Страница 1 из 278
Ирина Владимировна Лукьянова
Корней Чуковский
Часть первая
Провинциал
Глава первая
Одесса
Мама
Рожденного 19 марта 1882 года младенца Николая Корнейчукова крестили во Владимирской церкви Санкт-Петербурга. Мать новорожденного – девица Екатерина Осиповна Корнейчукова, крестьянского сословия, – «приписана» была к «Херсонской губернии, Ананьеве кого уезда деревне Гамбурово волости Кондратевской». А жила где-то неподалеку от церкви – у «Пяти углов» (то есть на нынешнем Загородном проспекте).
К этому времени у девицы Корнейчуковой уже имелась трехлетняя дочь Мария.
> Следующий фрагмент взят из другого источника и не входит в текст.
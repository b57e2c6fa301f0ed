//! Pulumi YAML program rendering
//!
//! A rendered program is the hand-off point to the engine:
//!
//! ```yaml
//! name: data-pipeline
//! runtime: yaml
//! config:
//!   config:userpass:
//!     type: String
//!     secret: true
//! variables:
//!   project-lookup:
//!     fn::invoke:
//!       function: gcp:organizations:getProject
//!       arguments: {}
//! resources:
//!   test-bucket:
//!     type: aws:s3:Bucket
//!     properties:
//!       bucket: test-bucket
//!     options:
//!       dependsOn:
//!         - ${some-role}
//! outputs:
//!   lambda_function_url: ${fn-url.functionUrl}
//! ```

use crate::error::Result;
use crate::output::Output;
use crate::stack::Stack;
use serde::{Deserialize, Serialize};
use serde_yaml::{Mapping, Value};
use std::path::{Path, PathBuf};
use tokio::fs;

/// File name the engine expects for a project
pub const PROGRAM_FILE: &str = "Pulumi.yaml";

/// One entry of the program's `resources` section
#[derive(Debug, Clone, PartialEq, Serialize, Deserialize)]
pub struct ResourceEntry {
    pub name: String,
    #[serde(rename = "type")]
    pub token: String,
    #[serde(default, skip_serializing_if = "serde_json::Map::is_empty")]
    pub properties: serde_json::Map<String, serde_json::Value>,
    #[serde(default, rename = "dependsOn", skip_serializing_if = "Vec::is_empty")]
    pub depends_on: Vec<String>,
}

/// A stack rendered as a Pulumi YAML program
#[derive(Debug, Clone)]
pub struct Program {
    document: Mapping,
    resources: Vec<ResourceEntry>,
}

impl Program {
    /// Render `stack`; resources keep their registration order
    pub fn from_stack(stack: &Stack) -> Result<Self> {
        let mut document = Mapping::new();
        document.insert("name".into(), stack.project().into());
        document.insert("runtime".into(), "yaml".into());

        if !stack.config_decls().is_empty() {
            let mut config = Mapping::new();
            for decl in stack.config_decls() {
                let mut entry = Mapping::new();
                entry.insert("type".into(), "String".into());
                if decl.secret {
                    entry.insert("secret".into(), true.into());
                }
                config.insert(decl.key.as_str().into(), Value::Mapping(entry));
            }
            document.insert("config".into(), Value::Mapping(config));
        }

        if !stack.invokes().is_empty() {
            let mut variables = Mapping::new();
            for invoke in stack.invokes() {
                let mut call = Mapping::new();
                call.insert("function".into(), invoke.function.as_str().into());
                call.insert("arguments".into(), serde_yaml::to_value(&invoke.arguments)?);

                let mut variable = Mapping::new();
                variable.insert("fn::invoke".into(), Value::Mapping(call));
                variables.insert(invoke.name.as_str().into(), Value::Mapping(variable));
            }
            document.insert("variables".into(), Value::Mapping(variables));
        }

        let entries: Vec<ResourceEntry> = stack
            .resources()
            .iter()
            .map(|resource| ResourceEntry {
                name: resource.name.clone(),
                token: resource.token.clone(),
                properties: resource.properties.as_map().clone(),
                depends_on: resource.depends_on.clone(),
            })
            .collect();

        let mut resources = Mapping::new();
        for resource in &entries {
            let mut entry = Mapping::new();
            entry.insert("type".into(), resource.token.as_str().into());
            if !resource.properties.is_empty() {
                entry.insert("properties".into(), serde_yaml::to_value(&resource.properties)?);
            }
            if !resource.depends_on.is_empty() {
                let deps: Vec<Value> = resource
                    .depends_on
                    .iter()
                    .map(|dep| serde_yaml::to_value(Output::reference(dep, None)))
                    .collect::<std::result::Result<_, _>>()?;
                let mut options = Mapping::new();
                options.insert("dependsOn".into(), Value::Sequence(deps));
                entry.insert("options".into(), Value::Mapping(options));
            }
            resources.insert(resource.name.as_str().into(), Value::Mapping(entry));
        }
        document.insert("resources".into(), Value::Mapping(resources));

        if !stack.outputs().is_empty() {
            let mut outputs = Mapping::new();
            for (name, value) in stack.outputs() {
                outputs.insert(name.as_str().into(), serde_yaml::to_value(value)?);
            }
            document.insert("outputs".into(), Value::Mapping(outputs));
        }

        tracing::debug!(
            resources = stack.resources().len(),
            variables = stack.invokes().len(),
            outputs = stack.outputs().len(),
            "Rendered program"
        );

        Ok(Self {
            document,
            resources: entries,
        })
    }

    pub fn document(&self) -> &Mapping {
        &self.document
    }

    /// Resource entries in registration order
    pub fn resources(&self) -> &[ResourceEntry] {
        &self.resources
    }

    pub fn to_yaml(&self) -> Result<String> {
        Ok(serde_yaml::to_string(&self.document)?)
    }

    /// Write `Pulumi.yaml` into `dir`, creating it if needed
    pub async fn write_to(&self, dir: &Path) -> Result<PathBuf> {
        fs::create_dir_all(dir).await?;
        let path = dir.join(PROGRAM_FILE);
        fs::write(&path, self.to_yaml()?).await?;
        tracing::info!(path = %path.display(), "Program written");
        Ok(path)
    }
}
use super::Context;
use anyhow::Context as _;
use colored::Colorize;
use std::path::PathBuf;
use stratoform_cloud::{Program, Stack};
use stratoform_config::StackSettings;

/// A program written to disk, ready for the engine
pub struct Rendered {
    pub stack: Stack,
    pub program: Program,
    pub program_dir: PathBuf,
}

/// Build the stack and write the program plus a copy of the stack settings
pub async fn render(ctx: &Context) -> anyhow::Result<Rendered> {
    let (project, stack) = super::build(ctx)?;
    let program_dir = project.stack_dir().program_dir();

    let program = Program::from_stack(&stack)?;
    let path = program
        .write_to(&program_dir)
        .await
        .with_context(|| format!("cannot write program to {}", program_dir.display()))?;

    let settings_copy = program_dir.join(StackSettings::file_name(&ctx.stack));
    tokio::fs::copy(project.settings().path(), &settings_copy)
        .await
        .with_context(|| {
            format!(
                "cannot copy {} to {}",
                project.settings().path().display(),
                settings_copy.display()
            )
        })?;

    tracing::info!(program = %path.display(), "Program rendered");
    Ok(Rendered {
        stack,
        program,
        program_dir,
    })
}

pub async fn handle(ctx: &Context) -> anyhow::Result<()> {
    let rendered = render(ctx).await?;
    println!();
    println!(
        "{} {} resources rendered to {}",
        "✓".green(),
        rendered.stack.resources().len(),
        rendered.program_dir.display().to_string().cyan()
    );
    Ok(())
}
Отца у обоих детей по документам не было. Отчество «Васильевич» младенец Николай, видимо, получил по имени совершившего крещение батюшки.
В Петербурге мать с детьми прожила до тех пор, пока мальчику не исполнилось три года, а затем вернулась с детьми в Одессу.
Екатерина Осиповна была статной красавицей – «чернобровой, осанистой, высокой», писал потом ее сын. Необразованная крестьянка, вынужденная зарабатывать на жизнь стиркой, она носила по выходным шляпку и кружевные перчатки и умела казаться барыней – едва ли у кого повернулся бы язык звать ее Катькой. Даже родной брат робел и обращался к ней по имени-отчеству, а случайные торговцы – «мадам». «Я никогда не слыхал, чтобы кто-нибудь называл мою маму прачкой, и очень удивился бы, если б услышал», – говорил потом Николай Корнейчуков, уже ставший Корнеем Чуковским.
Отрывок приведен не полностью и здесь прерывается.